▶ Directions for this task: Show the lines below where "from" occurs.

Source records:
== Segment start ==
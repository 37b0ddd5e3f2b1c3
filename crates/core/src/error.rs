//! Errors raised by the task model and the scheduler contract.

use crate::Pid;

/// Result alias for core operations.
pub type Result<T> = std::result::Result<T, CoreError>;

/// Errors that can occur when validating tasks or resolving a policy.
#[derive(Debug, Clone, PartialEq, Eq, thiserror::Error)]
pub enum CoreError {
    /// A task violates a caller precondition.
    #[error("Invalid task {pid}: {reason}")]
    InvalidTask {
        /// Offending task
        pid: Pid,
        /// What is wrong with it
        reason: String,
    },

    /// The policy identifier is not one of the supported algorithms.
    #[error("Unknown algorithm: {0}")]
    UnknownAlgorithm(String),
}
//! Energy estimate for a computed timeline.
//!
//! The CPU draws `active_rate` per busy tick and `active_rate * idle_factor`
//! per idle tick inside the span of the timeline.

use schedsim_core::{Tick, Timeline};
use serde::{Deserialize, Serialize};

/// Share of the active rate drawn while idle.
pub const DEFAULT_IDLE_FACTOR: f64 = 0.2;

/// Errors from metric configuration.
#[derive(Debug, Clone, PartialEq, thiserror::Error)]
pub enum MetricsError {
    /// Power rate is negative or not a number
    #[error("Invalid power rate: {0}")]
    InvalidRate(f64),

    /// Idle factor is negative or not a number
    #[error("Invalid idle factor: {0}")]
    InvalidIdleFactor(f64),
}

/// Power draw parameters.
#[derive(Debug, Clone, Copy, PartialEq, Serialize, Deserialize)]
pub struct PowerModel {
    /// Energy per busy tick
    pub active_rate: f64,
    /// Fraction of `active_rate` drawn per idle tick
    pub idle_factor: f64,
}

impl Default for PowerModel {
    fn default() -> Self {
        Self {
            active_rate: 1.0,
            idle_factor: DEFAULT_IDLE_FACTOR,
        }
    }
}

/// Energy breakdown of a timeline.
#[derive(Debug, Clone, Copy, Default, PartialEq, Serialize, Deserialize)]
pub struct PowerReport {
    /// Last end minus first start
    pub span: Tick,
    /// Ticks with a process on the CPU
    pub busy: Tick,
    /// Ticks inside the span with no process on the CPU
    pub idle: Tick,
    /// Energy spent while busy
    pub active_energy: f64,
    /// Energy spent while idle
    pub idle_energy: f64,
    /// Sum of both
    pub total_energy: f64,
    /// Active share of the total, in percent
    pub efficiency: f64,
}

impl PowerModel {
    /// Create a model with the default idle factor.
    pub fn new(active_rate: f64) -> Result<Self, MetricsError> {
        Self::default().with_active_rate(active_rate)
    }

    /// Set the busy-tick rate.
    pub fn with_active_rate(mut self, rate: f64) -> Result<Self, MetricsError> {
        if !rate.is_finite() || rate < 0.0 {
            return Err(MetricsError::InvalidRate(rate));
        }
        self.active_rate = rate;
        Ok(self)
    }

    /// Set the idle share.
    pub fn with_idle_factor(mut self, factor: f64) -> Result<Self, MetricsError> {
        if !factor.is_finite() || factor < 0.0 {
            return Err(MetricsError::InvalidIdleFactor(factor));
        }
        self.idle_factor = factor;
        Ok(self)
    }

    /// Compute the energy breakdown of `timeline`.
    pub fn analyze(&self, timeline: &Timeline) -> PowerReport {
        let span = timeline.span();
        let busy = timeline.total_exec();
        let idle = (span - busy).max(0);

        let active_energy = busy as f64 * self.active_rate;
        let idle_energy = idle as f64 * self.active_rate * self.idle_factor;
        let total_energy = active_energy + idle_energy;
        let efficiency = if total_energy > 0.0 {
            active_energy / total_energy * 100.0
        } else {
            0.0
        };

        PowerReport {
            span,
            busy,
            idle,
            active_energy,
            idle_energy,
            total_energy,
            efficiency,
        }
    }
}
//! Metrics layer - per-task timing fields and aggregate statistics derived
//! from an execution timeline.

#![warn(missing_docs, unused_crate_dependencies)]

mod calculator;
mod power;

pub use calculator::{Metrics, apply_timeline, annotated, compute_metrics};
pub use power::{PowerModel, PowerReport, MetricsError, DEFAULT_IDLE_FACTOR};
use async_trait::async_trait;
use time::OffsetDateTime;

mod w1_sensor;

pub use w1_sensor::*;

/// A single temperature sample in full units.
#[derive(Debug, Clone, Copy, PartialEq)]
pub struct Reading {
    pub value: f64,
    pub taken_at: OffsetDateTime,
}

impl Reading {
    pub fn now(value: f64) -> Self {
        Self {
            value,
            taken_at: OffsetDateTime::now_utc(),
        }
    }
}

#[async_trait]
pub trait TemperatureSensor: Send {
    /// Best-effort sample; faults yield the last known-good value instead of an error.
    async fn read(&mut self) -> Reading;
}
== Segment end ==
▶ Result for this exercise:
/// Errors from metric configuration.
//! from an execution timeline.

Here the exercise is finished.